When an at-fault driver has no insurance — and your own uninsured motorist (UM) coverage is the only source of compensation — disputes with your own insurer sometimes end up in arbitration. Understanding how a demand for arbitration works in this context can help you recognize where you are in the process and what the document is actually trying to accomplish.
Most UM claims settle through negotiation. You or your representative submits a demand package, the insurer evaluates it, offers are exchanged, and a number is agreed upon. But when negotiations stall — often over liability, injury severity, or the value of damages — many UM policies require the dispute to go to binding arbitration rather than a lawsuit in civil court.
Arbitration is a private, structured process where a neutral third party (or a panel) reviews the evidence and issues a decision. It's faster and less formal than litigation, but the outcome can be just as final. A demand for arbitration is the written document that formally triggers this process.

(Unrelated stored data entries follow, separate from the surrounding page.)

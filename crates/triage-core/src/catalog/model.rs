//! Condition catalog domain model.
//!
//! A `Condition` is a named ailment record with the symptoms that suggest
//! it and the yes/no questions used to confirm or rule it out.

use serde::{Deserialize, Serialize};
use strum::Display;

/// How serious a condition is considered when presenting a diagnosis.
///
/// Only the diagnosis formatter looks at this; it plays no role in
/// matching or scoring.
#[derive(Debug, Clone, Copy, PartialEq, Eq, Serialize, Deserialize, Display)]
#[serde(rename_all = "lowercase")]
#[strum(serialize_all = "lowercase")]
pub enum Severity {
    Mild,
    Moderate,
    Severe,
}

/// A named illness/ailment record in the condition catalog.
///
/// Conditions are loaded once at startup and treated as immutable for the
/// duration of every session. `name` is the identity and must be unique
/// within the catalog.
#[derive(Debug, Clone, PartialEq, Serialize, Deserialize)]
pub struct Condition {
    /// Unique condition name (catalog identity)
    pub name: String,
    /// Symptoms that suggest this condition (matched case-insensitively)
    pub symptoms: Vec<String>,
    /// Yes/no follow-up questions, in catalog order
    pub questions: Vec<String>,
    /// Human-readable description shown in the diagnosis
    pub description: String,
    /// Severity shown in the diagnosis, if known
    #[serde(default)]
    pub severity: Option<Severity>,
    /// Advice shown in the diagnosis, if any
    #[serde(default)]
    pub advice: Option<String>,
}

impl Condition {
    /// Returns this condition's symptoms lowercased, for case-insensitive
    /// comparison against extracted symptom tokens.
    pub fn normalized_symptoms(&self) -> Vec<String> {
        self.symptoms.iter().map(|s| s.to_lowercase()).collect()
    }
}

/// Validates a loaded catalog.
///
/// A condition with an empty name or a duplicated name makes the catalog
/// structurally invalid. This is checked once at load time so session
/// logic can rely on names as identities.
///
/// # Errors
///
/// Returns a `Config` error describing the first violation found.
pub fn validate_catalog(conditions: &[Condition]) -> crate::error::Result<()> {
    use crate::error::TriageError;
    use std::collections::HashSet;

    let mut seen = HashSet::new();
    for condition in conditions {
        if condition.name.trim().is_empty() {
            return Err(TriageError::config("catalog contains a condition with an empty name"));
        }
        if !seen.insert(condition.name.as_str()) {
            return Err(TriageError::config(format!(
                "catalog contains duplicate condition name '{}'",
                condition.name
            )));
        }
    }
    Ok(())
}
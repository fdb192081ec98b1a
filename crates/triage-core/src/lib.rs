//! Core domain logic for the conversational symptom-triage assistant.
//!
//! The flow: free text → [`extract`] symptom tokens → [`matcher`] selects
//! candidate conditions → [`planner`] builds the follow-up question queue
//! → the [`session`] state machine collects one yes/no answer per turn →
//! [`resolver`] produces the final diagnosis.
//!
//! This crate contains no I/O beyond the traits it defines
//! ([`catalog::CatalogRepository`], [`session::SessionStore`],
//! [`sink::DiagnosisLog`]); implementations live in
//! `triage-infrastructure`.

pub mod catalog;
pub mod error;
pub mod extract;
pub mod matcher;
pub mod planner;
pub mod resolver;
pub mod session;
pub mod settings;
pub mod sink;
pub mod tally;

// Re-export common error type
pub use error::TriageError;
//! File-backed diagnosis log sink.

use crate::paths::TriagePaths;
use async_trait::async_trait;
use std::path::{Path, PathBuf};
use tokio::io::AsyncWriteExt;
use tracing::debug;
use triage_core::error::Result;
use triage_core::sink::DiagnosisLog;

/// Appends each completed diagnosis to a plain-text log file.
///
/// Entries are timestamped and separated by a blank line:
///
/// ```text
/// [2025-01-05T12:34:56+00:00]
/// Based on your answers, you may have: Flu
/// ...
/// ```
pub struct FileDiagnosisLog {
    log_file: PathBuf,
}

impl FileDiagnosisLog {
    /// Creates a log writing to the given file.
    pub fn new(log_file: impl AsRef<Path>) -> Self {
        Self {
            log_file: log_file.as_ref().to_path_buf(),
        }
    }

    /// Creates a log writing to the standard location.
    pub fn from_paths(paths: &TriagePaths) -> Self {
        Self::new(paths.log_file())
    }
}

#[async_trait]
impl DiagnosisLog for FileDiagnosisLog {
    async fn save(&self, text: &str) -> Result<()> {
        if let Some(parent) = self.log_file.parent() {
            tokio::fs::create_dir_all(parent).await?;
        }
        let entry = format!("[{}]\n{}\n\n", chrono::Utc::now().to_rfc3339(), text);
        let mut file = tokio::fs::OpenOptions::new()
            .create(true)
            .append(true)
            .open(&self.log_file)
            .await?;
        file.write_all(entry.as_bytes()).await?;
        debug!(path = %self.log_file.display(), "diagnosis logged");
        Ok(())
    }
}
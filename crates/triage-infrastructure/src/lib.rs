//! Storage implementations for the triage assistant.
//!
//! Implements the traits `triage-core` defines at its seams: the TOML
//! condition catalog, the per-conversation TOML session store, and the
//! append-only diagnosis log file.

pub mod diagnosis_log;
pub mod paths;
pub mod toml_catalog_repository;
pub mod toml_session_repository;

pub use crate::diagnosis_log::FileDiagnosisLog;
pub use crate::paths::TriagePaths;
pub use crate::toml_catalog_repository::TomlCatalogRepository;
pub use crate::toml_session_repository::TomlSessionRepository;
//! Session phase types.

use serde::{Deserialize, Serialize};
use strum::Display;

/// The phase a triage session is in.
///
/// Phases only ever move forward: `SymptomInput` → `FollowUp` → `Done`.
/// No transition leaves `Done`; a new session must be started for another
/// triage.
#[derive(Debug, Clone, Copy, PartialEq, Eq, Serialize, Deserialize, Display)]
#[serde(rename_all = "snake_case")]
#[strum(serialize_all = "snake_case")]
pub enum Phase {
    /// Waiting for a free-text symptom description.
    SymptomInput,
    /// Asking yes/no follow-up questions.
    FollowUp,
    /// Terminal: a diagnosis (or no-diagnosis) was produced.
    Done,
}
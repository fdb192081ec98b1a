//! Symptom-to-condition matching.
//!
//! Two-tier matching: conditions covering every reported symptom win
//! outright; otherwise any condition sharing at least one symptom is a
//! candidate. Catalog order is preserved, no ranking is applied.

use crate::catalog::Condition;
use crate::extract::SymptomSet;

/// Selects candidate conditions for a set of extracted symptom tokens.
///
/// 1. ALL-match tier: every condition whose symptom set contains each
///    reported token (case-insensitive). If any condition qualifies, only
///    those are returned.
/// 2. ANY-match tier: otherwise, every condition sharing at least one
///    token with the input.
///
/// An empty input or an empty intersection yields an empty result, which
/// signals "no relevant conditions" upstream.
pub fn match_conditions(symptoms: &SymptomSet, catalog: &[Condition]) -> Vec<Condition> {
    if symptoms.is_empty() {
        return Vec::new();
    }

    let all_match: Vec<Condition> = catalog
        .iter()
        .filter(|cond| {
            let cond_syms = cond.normalized_symptoms();
            symptoms.iter().all(|sym| cond_syms.contains(sym))
        })
        .cloned()
        .collect();

    if !all_match.is_empty() {
        return all_match;
    }

    catalog
        .iter()
        .filter(|cond| {
            let cond_syms = cond.normalized_symptoms();
            symptoms.iter().any(|sym| cond_syms.contains(sym))
        })
        .cloned()
        .collect()
}

#[cfg(test)]
mod tests {
    use super::*;

    fn condition(name: &str, symptoms: &[&str]) -> Condition {
        Condition {
            name: name.to_string(),
            symptoms: symptoms.iter().map(|s| s.to_string()).collect(),
            questions: vec![],
            description: String::new(),
            severity: None,
            advice: None,
        }
    }

    fn symptom_set(tokens: &[&str]) -> SymptomSet {
        tokens.iter().map(|s| s.to_string()).collect()
    }

    #[test]
    fn test_all_match_tier_wins() {
        let catalog = vec![
            condition("A", &["fever", "cough", "fatigue"]),
            condition("B", &["fever", "headache"]),
        ];

        let matched = match_conditions(&symptom_set(&["fever", "cough"]), &catalog);

        // A covers both tokens; B only shares "fever" and must not appear.
        assert_eq!(matched.len(), 1);
        assert_eq!(matched[0].name, "A");
    }

    #[test]
    fn test_falls_back_to_any_match() {
        let catalog = vec![
            condition("A", &["fever", "cough"]),
            condition("B", &["headache", "nausea"]),
            condition("C", &["dizziness"]),
        ];

        let matched = match_conditions(&symptom_set(&["fever", "headache"]), &catalog);

        let names: Vec<&str> = matched.iter().map(|c| c.name.as_str()).collect();
        assert_eq!(names, vec!["A", "B"]);
    }

    #[test]
    fn test_matching_is_case_insensitive_on_catalog() {
        let catalog = vec![condition("A", &["Fever", "Cough"])];

        let matched = match_conditions(&symptom_set(&["fever"]), &catalog);

        assert_eq!(matched.len(), 1);
    }

    #[test]
    fn test_empty_input_matches_nothing() {
        let catalog = vec![condition("A", &["fever"])];

        assert!(match_conditions(&SymptomSet::new(), &catalog).is_empty());
    }

    #[test]
    fn test_no_intersection_matches_nothing() {
        let catalog = vec![condition("A", &["fever"])];

        assert!(match_conditions(&symptom_set(&["rash"]), &catalog).is_empty());
    }

    #[test]
    fn test_catalog_order_is_preserved() {
        let catalog = vec![
            condition("B", &["fever"]),
            condition("A", &["fever"]),
        ];

        let matched = match_conditions(&symptom_set(&["fever"]), &catalog);

        let names: Vec<&str> = matched.iter().map(|c| c.name.as_str()).collect();
        assert_eq!(names, vec!["B", "A"]);
    }
}
//! Triage behavior settings.

use serde::{Deserialize, Serialize};

/// Thresholds that drive early exits in the follow-up phase.
///
/// The defaults reproduce the standard behavior: three confirming answers
/// diagnose a condition immediately, two disconfirming answers retire its
/// remaining questions.
#[derive(Debug, Clone, Copy, PartialEq, Eq, Serialize, Deserialize)]
pub struct TriageSettings {
    /// "yes" answers needed to confirm a condition early
    #[serde(default = "default_confirm_threshold")]
    pub confirm_threshold: u32,
    /// "no" answers after which a condition's questions are skipped
    #[serde(default = "default_negative_threshold")]
    pub negative_threshold: u32,
}

fn default_confirm_threshold() -> u32 {
    3
}

fn default_negative_threshold() -> u32 {
    2
}

impl Default for TriageSettings {
    fn default() -> Self {
        Self {
            confirm_threshold: default_confirm_threshold(),
            negative_threshold: default_negative_threshold(),
        }
    }
}
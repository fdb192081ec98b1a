//! Diagnosis log sink trait.

use crate::error::Result;
use async_trait::async_trait;

/// An abstract sink for completed diagnoses.
///
/// Fire-and-forget: the service calls [`save`] exactly once per completed
/// session, after the final diagnosis message has been produced. Failures
/// are reported but never affect the session outcome.
///
/// [`save`]: DiagnosisLog::save
#[async_trait]
pub trait DiagnosisLog: Send + Sync {
    /// Records one final diagnosis text.
    async fn save(&self, text: &str) -> Result<()>;
}
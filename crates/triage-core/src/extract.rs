//! Symptom extraction from free-text user messages.
//!
//! Extraction is an opaque step as far as the state machine is concerned:
//! it turns one user message into a set of normalized symptom tokens, and
//! may return an empty set to signal "nothing understood".

use crate::catalog::Condition;
use crate::error::Result;
use regex::Regex;
use std::collections::BTreeSet;

/// A set of normalized (lowercased) symptom tokens extracted from one
/// user message. Transient, owned by the current turn.
pub type SymptomSet = BTreeSet<String>;

/// Extracts normalized symptom tokens from free text.
pub trait SymptomExtractor: Send + Sync {
    /// Returns the symptom tokens recognized in `text`.
    ///
    /// An empty set means nothing was understood.
    fn extract(&self, text: &str) -> SymptomSet;
}

/// Extractor that recognizes the symptom vocabulary of a catalog.
///
/// Every distinct symptom phrase across the catalog becomes a pattern
/// matched case-insensitively on word boundaries, so "splitting headache"
/// yields `headache` but "headache" is not found inside unrelated words.
#[derive(Debug)]
pub struct VocabularyExtractor {
    /// (normalized phrase, compiled matcher) pairs
    patterns: Vec<(String, Regex)>,
}

impl VocabularyExtractor {
    /// Builds an extractor from the catalog's symptom vocabulary.
    ///
    /// # Errors
    ///
    /// Returns an `Internal` error if a symptom phrase produces an invalid
    /// pattern, which cannot happen for escaped input in practice.
    pub fn from_catalog(catalog: &[Condition]) -> Result<Self> {
        let mut phrases: BTreeSet<String> = BTreeSet::new();
        for condition in catalog {
            for symptom in &condition.symptoms {
                let normalized = symptom.trim().to_lowercase();
                if !normalized.is_empty() {
                    phrases.insert(normalized);
                }
            }
        }

        let mut patterns = Vec::with_capacity(phrases.len());
        for phrase in phrases {
            let pattern = format!(r"\b{}\b", regex::escape(&phrase));
            let regex = Regex::new(&pattern).map_err(|e| {
                crate::error::TriageError::internal(format!(
                    "invalid symptom pattern for '{}': {}",
                    phrase, e
                ))
            })?;
            patterns.push((phrase, regex));
        }

        Ok(Self { patterns })
    }
}

impl SymptomExtractor for VocabularyExtractor {
    fn extract(&self, text: &str) -> SymptomSet {
        let text = text.to_lowercase();
        self.patterns
            .iter()
            .filter(|(_, regex)| regex.is_match(&text))
            .map(|(phrase, _)| phrase.clone())
            .collect()
    }
}
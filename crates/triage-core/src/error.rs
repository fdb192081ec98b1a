//! Error types for the triage application.

use thiserror::Error;

/// A shared error type for the entire triage application.
///
/// This provides typed, structured error variants with automatic conversion
/// from common error types via the `From` trait.
#[derive(Error, Debug, Clone)]
pub enum TriageError {
    /// Entity not found error with type information
    #[error("Entity not found: {entity_type} '{id}'")]
    NotFound {
        entity_type: &'static str,
        id: String,
    },

    /// IO error (file system operations)
    #[error("IO error: {message}")]
    Io { message: String },

    /// Data access error (repository/storage layer)
    #[error("Data access error: {0}")]
    DataAccess(String),

    /// Serialization/deserialization error
    #[error("Serialization error: {format} - {message}")]
    Serialization {
        format: String, // "TOML", "JSON", etc.
        message: String,
    },

    /// Configuration error (invalid settings or catalog data)
    #[error("Configuration error: {0}")]
    Config(String),

    /// Broken invariant of the triage state machine or catalog.
    ///
    /// Cursor out of bounds, a queued question without an owner, or a
    /// structurally invalid catalog entry. These are programmer errors,
    /// never user-recoverable conditions.
    #[error("Invariant violation: {0}")]
    InvariantViolation(String),

    /// Internal error (should not happen in normal operation)
    #[error("Internal error: {0}")]
    Internal(String),
}

impl TriageError {
    /// Creates a NotFound error
    pub fn not_found(entity_type: &'static str, id: impl Into<String>) -> Self {
        Self::NotFound {
            entity_type,
            id: id.into(),
        }
    }

    /// Creates an IO error
    pub fn io(message: impl Into<String>) -> Self {
        Self::Io {
            message: message.into(),
        }
    }

    /// Creates a Config error
    pub fn config(message: impl Into<String>) -> Self {
        Self::Config(message.into())
    }

    /// Creates a DataAccess error
    pub fn data_access(message: impl Into<String>) -> Self {
        Self::DataAccess(message.into())
    }

    /// Creates an InvariantViolation error
    pub fn invariant(message: impl Into<String>) -> Self {
        Self::InvariantViolation(message.into())
    }

    /// Creates an Internal error
    pub fn internal(message: impl Into<String>) -> Self {
        Self::Internal(message.into())
    }

    /// Check if this is a NotFound error
    pub fn is_not_found(&self) -> bool {
        matches!(self, Self::NotFound { .. })
    }

    /// Check if this is an invariant violation
    pub fn is_invariant_violation(&self) -> bool {
        matches!(self, Self::InvariantViolation(_))
    }

    /// Check if this is a config error
    pub fn is_config(&self) -> bool {
        matches!(self, Self::Config(_))
    }
}

impl From<std::io::Error> for TriageError {
    fn from(err: std::io::Error) -> Self {
        Self::Io {
            message: format!("{} (kind: {:?})", err, err.kind()),
        }
    }
}

impl From<serde_json::Error> for TriageError {
    fn from(err: serde_json::Error) -> Self {
        Self::Serialization {
            format: "JSON".to_string(),
            message: err.to_string(),
        }
    }
}

impl From<toml::de::Error> for TriageError {
    fn from(err: toml::de::Error) -> Self {
        Self::Serialization {
            format: "TOML".to_string(),
            message: err.to_string(),
        }
    }
}

impl From<toml::ser::Error> for TriageError {
    fn from(err: toml::ser::Error) -> Self {
        Self::Serialization {
            format: "TOML".to_string(),
            message: err.to_string(),
        }
    }
}

/// Conversion from anyhow::Error (for repository implementations)
impl From<anyhow::Error> for TriageError {
    fn from(err: anyhow::Error) -> Self {
        Self::Internal(err.to_string())
    }
}

/// A type alias for `Result<T, TriageError>`.
pub type Result<T> = std::result::Result<T, TriageError>;
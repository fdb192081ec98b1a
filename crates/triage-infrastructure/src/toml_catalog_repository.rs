//! TOML-based CatalogRepository implementation.

use crate::paths::TriagePaths;
use async_trait::async_trait;
use serde::Deserialize;
use std::path::PathBuf;
use tracing::info;
use triage_core::catalog::{CatalogRepository, Condition, builtin_conditions, validate_catalog};
use triage_core::error::Result;

/// Root of the catalog TOML document.
///
/// ```toml
/// [[condition]]
/// name = "Flu"
/// symptoms = ["fever", "cough"]
/// questions = ["Did your symptoms come on suddenly?"]
/// description = "..."
/// severity = "moderate"
/// ```
#[derive(Debug, Default, Deserialize)]
struct CatalogRoot {
    #[serde(rename = "condition", default)]
    conditions: Vec<Condition>,
}

/// A repository that reads the condition catalog from a TOML file.
///
/// If the file does not exist, the builtin preset catalog is returned so
/// the assistant works out of the box. A file that exists but fails to
/// parse or validate is an error, never silently replaced.
pub struct TomlCatalogRepository {
    catalog_file: PathBuf,
}

impl TomlCatalogRepository {
    /// Creates a repository reading from the given file.
    pub fn new(catalog_file: impl Into<PathBuf>) -> Self {
        Self {
            catalog_file: catalog_file.into(),
        }
    }

    /// Creates a repository reading from the standard location.
    pub fn from_paths(paths: &TriagePaths) -> Self {
        Self::new(paths.catalog_file())
    }
}

#[async_trait]
impl CatalogRepository for TomlCatalogRepository {
    async fn load_all(&self) -> Result<Vec<Condition>> {
        if !self.catalog_file.exists() {
            info!(path = %self.catalog_file.display(), "no catalog file, using builtin catalog");
            return Ok(builtin_conditions().to_vec());
        }

        let content = tokio::fs::read_to_string(&self.catalog_file).await?;
        let root: CatalogRoot = toml::from_str(&content)?;
        validate_catalog(&root.conditions)?;
        info!(
            path = %self.catalog_file.display(),
            conditions = root.conditions.len(),
            "catalog loaded"
        );
        Ok(root.conditions)
    }
}
//! Condition catalog repository trait.
//!
//! Defines the interface for loading the condition catalog.

use super::model::Condition;
use crate::error::Result;
use async_trait::async_trait;

/// An abstract source of the condition catalog.
///
/// This trait decouples the triage logic from the storage mechanism
/// (e.g., TOML files, builtin presets, a remote service). The catalog is
/// loaded once at startup and consumed read-only afterwards.
#[async_trait]
pub trait CatalogRepository: Send + Sync {
    /// Loads every condition in the catalog.
    ///
    /// # Returns
    ///
    /// - `Ok(Vec<Condition>)`: the validated catalog, in storage order
    /// - `Err(_)`: the catalog could not be read or is structurally invalid
    async fn load_all(&self) -> Result<Vec<Condition>>;
}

This is different from a standard demand letter. A demand letter is a negotiation tool sent to the insurer asking for a specific settlement amount. A demand for arbitration is a procedural document — it tells the insurer and/or the arbitration forum that you're invoking your right to arbitrate under the policy.
While formats vary depending on your state, your policy language, and any governing arbitration rules, a demand for arbitration in a UM claim generally contains:
Some states and policies require arbitration through a specific forum with its own forms. Others allow the parties to agree on a neutral arbitrator. Your policy language controls which rules apply.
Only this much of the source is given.